• _EXTRACTED MATERIAL_:
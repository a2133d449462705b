//! WAV helpers for unit artifacts and the composite.
//!
//! Everything is 16-bit integer PCM. Units of one job must share sample rate
//! and channel count; the composite keeps that format.

use std::io::Cursor;

use hound::{SampleFormat, WavReader, WavSpec, WavWriter};
use thiserror::Error;

#[derive(Debug, Error)]
pub enum AudioError {
    #[error("invalid WAV data: {0}")]
    Wav(#[from] hound::Error),

    #[error("unsupported sample format: {bits}-bit {format:?}")]
    Unsupported { bits: u16, format: SampleFormat },

    #[error(
        "segment {index} is {found_rate}Hz/{found_channels}ch, expected {expected_rate}Hz/{expected_channels}ch"
    )]
    FormatMismatch {
        index: usize,
        expected_rate: u32,
        expected_channels: u16,
        found_rate: u32,
        found_channels: u16,
    },

    #[error("nothing to assemble")]
    Empty,

    #[error("pause of {pause_ms}ms exceeds the {max}ms limit", max = MAX_PAUSE_MS)]
    PauseTooLong { pause_ms: u64 },
}

/// Longest silence a single block may request: one hour.
pub const MAX_PAUSE_MS: u64 = 3_600_000;

/// Decoded PCM clip.
#[derive(Debug, Clone, PartialEq, Eq)]
pub struct Clip {
    pub spec: WavSpec,
    /// Interleaved samples.
    pub samples: Vec<i16>,
}

impl Clip {
    pub fn frames(&self) -> usize {
        self.samples.len() / self.spec.channels.max(1) as usize
    }

    pub fn duration_ms(&self) -> u64 {
        frames_to_ms(self.frames(), self.spec.sample_rate)
    }
}

/// One entry of the composite: audio followed by `pause_after_ms` of silence.
pub struct Segment<'a> {
    pub wav: &'a [u8],
    pub pause_after_ms: u64,
}

pub fn pcm16_spec(sample_rate: u32, channels: u16) -> WavSpec {
    WavSpec {
        channels,
        sample_rate,
        bits_per_sample: 16,
        sample_format: SampleFormat::Int,
    }
}

pub fn decode(bytes: &[u8]) -> Result<Clip, AudioError> {
    let mut reader = WavReader::new(Cursor::new(bytes))?;
    let spec = reader.spec();
    if spec.sample_format != SampleFormat::Int || spec.bits_per_sample != 16 {
        return Err(AudioError::Unsupported {
            bits: spec.bits_per_sample,
            format: spec.sample_format,
        });
    }
    let samples = reader.samples::<i16>().collect::<Result<Vec<_>, _>>()?;
    Ok(Clip { spec, samples })
}

pub fn encode(clip: &Clip) -> Result<Vec<u8>, AudioError> {
    let mut cursor = Cursor::new(Vec::new());
    {
        let mut writer = WavWriter::new(&mut cursor, clip.spec)?;
        for sample in &clip.samples {
            writer.write_sample(*sample)?;
        }
        writer.finalize()?;
    }
    Ok(cursor.into_inner())
}

/// Wrap headerless little-endian PCM16 (as some providers return) in a WAV container.
pub fn wrap_pcm16(raw: &[u8], sample_rate: u32, channels: u16) -> Result<Vec<u8>, AudioError> {
    let samples = raw
        .chunks_exact(2)
        .map(|pair| i16::from_le_bytes([pair[0], pair[1]]))
        .collect();
    encode(&Clip {
        spec: pcm16_spec(sample_rate, channels),
        samples,
    })
}

pub fn duration_ms(bytes: &[u8]) -> Result<u64, AudioError> {
    let reader = WavReader::new(Cursor::new(bytes))?;
    Ok(frames_to_ms(reader.duration() as usize, reader.spec().sample_rate))
}

pub fn silence_frames(pause_ms: u64, sample_rate: u32) -> Result<usize, AudioError> {
    if pause_ms > MAX_PAUSE_MS {
        return Err(AudioError::PauseTooLong { pause_ms });
    }
    pause_ms
        .checked_mul(sample_rate as u64)
        .and_then(|n| usize::try_from((n + 500) / 1000).ok())
        .ok_or(AudioError::PauseTooLong { pause_ms })
}

fn frames_to_ms(frames: usize, sample_rate: u32) -> u64 {
    if sample_rate == 0 {
        return 0;
    }
    frames as u64 * 1000 / sample_rate as u64
}

/// Concatenate segments in the given order, appending each segment's pause
/// as zero samples. A pause of zero appends nothing.
pub fn concat(segments: &[Segment<'_>]) -> Result<Clip, AudioError> {
    let mut out: Option<Clip> = None;

    for (index, segment) in segments.iter().enumerate() {
        let clip = decode(segment.wav)?;
        let composite = out.get_or_insert_with(|| Clip {
            spec: clip.spec,
            samples: Vec::new(),
        });
        if clip.spec.sample_rate != composite.spec.sample_rate
            || clip.spec.channels != composite.spec.channels
        {
            return Err(AudioError::FormatMismatch {
                index,
                expected_rate: composite.spec.sample_rate,
                expected_channels: composite.spec.channels,
                found_rate: clip.spec.sample_rate,
                found_channels: clip.spec.channels,
            });
        }
        composite.samples.extend_from_slice(&clip.samples);
        let silence = silence_frames(segment.pause_after_ms, composite.spec.sample_rate)?
            .checked_mul(composite.spec.channels as usize)
            .ok_or(AudioError::PauseTooLong {
                pause_ms: segment.pause_after_ms,
            })?;
        composite.samples.resize(composite.samples.len() + silence, 0);
    }

    out.ok_or(AudioError::Empty)
}


#[cfg(test)]
mod tests {
    use super::testing::tone;
    use super::*;

    #[test]
    fn concat_preserves_segment_order_and_pauses() {
        let a = tone(1, 4);
        let b = tone(2, 2);
        let clip = concat(&[
            Segment {
                wav: &a,
                pause_after_ms: 1,
            },
            Segment {
                wav: &b,
                pause_after_ms: 0,
            },
        ])
        .unwrap();

        // 1ms at 8kHz is 8 frames of silence.
        let mut expected = vec![1; 4];
        expected.extend(vec![0; 8]);
        expected.extend(vec![2; 2]);
        assert_eq!(clip.samples, expected);
    }

    #[test]
    fn zero_pauses_sum_durations_exactly() {
        let parts = [tone(5, 800), tone(6, 1600), tone(7, 400)];
        let segments: Vec<_> = parts
            .iter()
            .map(|wav| Segment {
                wav,
                pause_after_ms: 0,
            })
            .collect();
        let clip = concat(&segments).unwrap();
        assert_eq!(clip.frames(), 2800);
        assert_eq!(clip.duration_ms(), 350);
    }

    #[test]
    fn mismatched_rates_are_rejected() {
        let a = tone(1, 4);
        let b = encode(&Clip {
            spec: pcm16_spec(16_000, 1),
            samples: vec![1; 4],
        })
        .unwrap();
        let err = concat(&[
            Segment {
                wav: &a,
                pause_after_ms: 0,
            },
            Segment {
                wav: &b,
                pause_after_ms: 0,
            },
        ])
        .unwrap_err();
        assert!(matches!(err, AudioError::FormatMismatch { index: 1, .. }));
    }

    #[test]
    fn empty_input_is_an_error() {
        assert!(matches!(concat(&[]).unwrap_err(), AudioError::Empty));
    }

    #[test]
    fn garbage_is_not_wav() {
        assert!(matches!(decode(b"not a wav").unwrap_err(), AudioError::Wav(_)));
    }

    #[test]
    fn wrap_raw_pcm() {
        let raw: Vec<u8> = [3i16, -3, 7].iter().flat_map(|s| s.to_le_bytes()).collect();
        let wav = wrap_pcm16(&raw, 24_000, 1).unwrap();
        let clip = decode(&wav).unwrap();
        assert_eq!(clip.samples, vec![3, -3, 7]);
        assert_eq!(clip.spec.sample_rate, 24_000);
    }

    #[test]
    fn silence_rounds_to_nearest_frame() {
        assert_eq!(silence_frames(0, 8_000).unwrap(), 0);
        assert_eq!(silence_frames(250, 8_000).unwrap(), 2_000);
        assert_eq!(silence_frames(1, 22_050).unwrap(), 22);
    }

    #[test]
    fn oversized_pause_is_an_error() {
        assert_eq!(silence_frames(MAX_PAUSE_MS, 8_000).unwrap(), 28_800_000);
        assert!(matches!(
            silence_frames(MAX_PAUSE_MS + 1, 8_000).unwrap_err(),
            AudioError::PauseTooLong { .. }
        ));
        assert!(matches!(
            silence_frames(u64::MAX / 4, u32::MAX).unwrap_err(),
            AudioError::PauseTooLong { .. }
        ));

        let a = tone(1, 4);
        let err = concat(&[Segment {
            wav: &a,
            pause_after_ms: u64::MAX,
        }])
        .unwrap_err();
        assert!(matches!(err, AudioError::PauseTooLong { pause_ms: u64::MAX }));
    }

    #[test]
    fn duration_from_header() {
        assert_eq!(duration_ms(&tone(0, 8_000)).unwrap(), 1_000);
    }
}
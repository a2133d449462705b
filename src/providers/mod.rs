//! Speech-synthesis providers.
//!
//! A unit names its provider; [`ProviderRegistry`] maps that name to one
//! configured [`Provider`] variant. The rest of the crate only sees the
//! [`Synthesizer`] capability.

pub mod client;
pub mod elevenlabs;
pub mod error;
pub mod ghaymah;
pub mod kokoro;
pub mod openai;
pub mod types;

use std::collections::BTreeMap;
use std::time::Duration;

use async_trait::async_trait;
use tracing::{info, warn};

pub use elevenlabs::ElevenLabsProvider;
pub use error::SynthesisError;
pub use ghaymah::GhaymahProvider;
pub use kokoro::KokoroProvider;
pub use openai::OpenAiProvider;
pub use types::Voice;

use crate::config::{ProviderConfig, ProviderKind};

/// One synthesis call: which provider, which voice, what text.
#[derive(Debug, Clone, PartialEq, Eq)]
pub struct SynthesisRequest {
    pub provider: String,
    pub voice: String,
    pub text: String,
}

#[async_trait]
pub trait Synthesizer: Send + Sync {
    /// Names of the providers that can be selected.
    fn providers(&self) -> Vec<String>;

    /// Voices for `provider`, or `None` if no such provider exists.
    fn voices(&self, provider: &str) -> Option<Vec<Voice>>;

    /// Produce WAV audio for the request. Safe to retry.
    async fn synthesize(&self, request: &SynthesisRequest) -> Result<Vec<u8>, SynthesisError>;

    /// Map a voice given by id or display name onto the provider's voice id.
    fn resolve_voice(&self, provider: &str, voice: &str) -> Result<String, SynthesisError> {
        let voices = self
            .voices(provider)
            .ok_or_else(|| SynthesisError::UnknownProvider(provider.to_string()))?;
        voices
            .iter()
            .find(|v| v.voice_id == voice)
            .or_else(|| voices.iter().find(|v| v.name == voice))
            .map(|v| v.voice_id.clone())
            .ok_or_else(|| SynthesisError::UnknownVoice {
                provider: provider.to_string(),
                voice: voice.to_string(),
            })
    }
}

pub(crate) fn voice_list(voices: &BTreeMap<String, String>) -> Vec<Voice> {
    voices
        .iter()
        .map(|(name, voice_id)| Voice {
            name: name.clone(),
            voice_id: voice_id.clone(),
        })
        .collect()
}

pub enum Provider {
    OpenAi(OpenAiProvider),
    ElevenLabs(ElevenLabsProvider),
    Kokoro(KokoroProvider),
    Ghaymah(GhaymahProvider),
}

impl Provider {
    pub fn from_config(
        name: &str,
        config: &ProviderConfig,
        http: reqwest::Client,
    ) -> Result<Self, SynthesisError> {
        Ok(match config.kind {
            ProviderKind::OpenAi => Provider::OpenAi(OpenAiProvider::from_config(name, config, http)?),
            ProviderKind::ElevenLabs => {
                Provider::ElevenLabs(ElevenLabsProvider::from_config(name, config, http)?)
            }
            ProviderKind::Kokoro => Provider::Kokoro(KokoroProvider::from_config(name, config, http)?),
            ProviderKind::Ghaymah => {
                Provider::Ghaymah(GhaymahProvider::from_config(name, config, http)?)
            }
        })
    }

    pub async fn synthesize(&self, text: &str, voice_id: &str) -> Result<Vec<u8>, SynthesisError> {
        match self {
            Provider::OpenAi(p) => p.synthesize(text, voice_id).await,
            Provider::ElevenLabs(p) => p.synthesize(text, voice_id).await,
            Provider::Kokoro(p) => p.synthesize(text, voice_id).await,
            Provider::Ghaymah(p) => p.synthesize(text, voice_id).await,
        }
    }

    pub fn voices(&self) -> Vec<Voice> {
        match self {
            Provider::OpenAi(p) => p.voices(),
            Provider::ElevenLabs(p) => p.voices(),
            Provider::Kokoro(p) => p.voices(),
            Provider::Ghaymah(p) => p.voices(),
        }
    }
}

/// Provider name → configured provider.
#[derive(Default)]
pub struct ProviderRegistry {
    providers: BTreeMap<String, Provider>,
}

impl ProviderRegistry {
    /// Initialise every configured provider. Ones that fail (e.g. a missing
    /// API key) are skipped with a warning rather than aborting startup.
    pub fn from_config(configs: &BTreeMap<String, ProviderConfig>, timeout: Duration) -> Self {
        let http = client::build_client(timeout);
        let mut registry = Self::default();
        for (name, config) in configs {
            match Provider::from_config(name, config, http.clone()) {
                Ok(provider) => registry.insert(name.clone(), provider),
                Err(e) => warn!(provider = %name, error = %e, "failed to initialize provider, skipping"),
            }
        }
        info!(providers = ?registry.providers(), "providers initialized");
        registry
    }

    pub fn insert(&mut self, name: impl Into<String>, provider: Provider) {
        self.providers.insert(name.into(), provider);
    }
}

#[async_trait]
impl Synthesizer for ProviderRegistry {
    fn providers(&self) -> Vec<String> {
        self.providers.keys().cloned().collect()
    }

    fn voices(&self, provider: &str) -> Option<Vec<Voice>> {
        self.providers.get(provider).map(Provider::voices)
    }

    async fn synthesize(&self, request: &SynthesisRequest) -> Result<Vec<u8>, SynthesisError> {
        let provider = self
            .providers
            .get(&request.provider)
            .ok_or_else(|| SynthesisError::UnknownProvider(request.provider.clone()))?;
        provider.synthesize(&request.text, &request.voice).await
    }
}

#[cfg(test)]
mod tests {
    use wiremock::matchers::{method, path};
    use wiremock::{Mock, MockServer, ResponseTemplate};

    use super::*;
    use crate::audio::testing::tone;

    fn openai(base_url: &str, api_key: &str) -> ProviderConfig {
        ProviderConfig {
            kind: ProviderKind::OpenAi,
            api_key: api_key.into(),
            base_url: Some(base_url.into()),
            model: None,
            voices: BTreeMap::from([
                ("Alloy".to_string(), "alloy".to_string()),
                ("Nova".to_string(), "nova".to_string()),
            ]),
            sample_rate: None,
        }
    }

    #[test]
    fn skips_providers_that_fail_to_initialize() {
        let configs = BTreeMap::from([
            ("openai".to_string(), openai("http://localhost", "sk")),
            ("broken".to_string(), openai("http://localhost", "")),
        ]);
        let registry = ProviderRegistry::from_config(&configs, Duration::from_secs(5));
        assert_eq!(registry.providers(), vec!["openai".to_string()]);
        assert!(registry.voices("broken").is_none());
    }

    #[test]
    fn resolves_voice_by_id_or_name() {
        let configs = BTreeMap::from([("openai".to_string(), openai("http://localhost", "sk"))]);
        let registry = ProviderRegistry::from_config(&configs, Duration::from_secs(5));

        assert_eq!(registry.resolve_voice("openai", "nova").unwrap(), "nova");
        assert_eq!(registry.resolve_voice("openai", "Alloy").unwrap(), "alloy");
        assert!(matches!(
            registry.resolve_voice("openai", "robot"),
            Err(SynthesisError::UnknownVoice { .. })
        ));
        assert!(matches!(
            registry.resolve_voice("missing", "alloy"),
            Err(SynthesisError::UnknownProvider(_))
        ));
    }

    #[tokio::test]
    async fn dispatches_to_named_provider() {
        let server = MockServer::start().await;
        let wav = tone(1, 4);
        Mock::given(method("POST"))
            .and(path("/audio/speech"))
            .respond_with(ResponseTemplate::new(200).set_body_bytes(wav.clone()))
            .mount(&server)
            .await;

        let configs = BTreeMap::from([("openai".to_string(), openai(&server.uri(), "sk"))]);
        let registry = ProviderRegistry::from_config(&configs, Duration::from_secs(5));

        let audio = registry
            .synthesize(&SynthesisRequest {
                provider: "openai".into(),
                voice: "alloy".into(),
                text: "hello".into(),
            })
            .await
            .unwrap();
        assert_eq!(audio, wav);

        let err = registry
            .synthesize(&SynthesisRequest {
                provider: "nope".into(),
                voice: "alloy".into(),
                text: "hello".into(),
            })
            .await
            .unwrap_err();
        assert!(matches!(err, SynthesisError::UnknownProvider(_)));
    }
}
//! blockvoice: turns a list of text blocks into one audio file.
//!
//! A submitted job fans out into one unit per block. Workers synthesize the
//! units independently and in any order; the worker that records the last
//! outcome assembles the composite.

pub mod assembly;
pub mod audio;
pub mod config;
pub mod dispatch;
pub mod error;
pub mod executor;
pub mod fan_in;
pub mod hooks;
pub mod job;
pub mod lifecycle;
pub mod logging;
pub mod normalize;
pub mod providers;
pub mod runtime;
pub mod service;
pub mod storage;
pub mod store;
pub mod workspace;

pub use error::{BlockvoiceError, Result};
pub use service::Coordinator;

• _EXERCISE DETAILS_: The lines to copy are those in the listing that contain "tone".

• _YOUR RESPONSE_:
    use super::testing::tone;
        let a = tone(1, 4);
        let b = tone(2, 2);
        let parts = [tone(5, 800), tone(6, 1600), tone(7, 400)];
        let a = tone(1, 4);
        let a = tone(1, 4);
        assert_eq!(duration_ms(&tone(0, 8_000)).unwrap(), 1_000);
    use crate::audio::testing::tone;
        let wav = tone(1, 4);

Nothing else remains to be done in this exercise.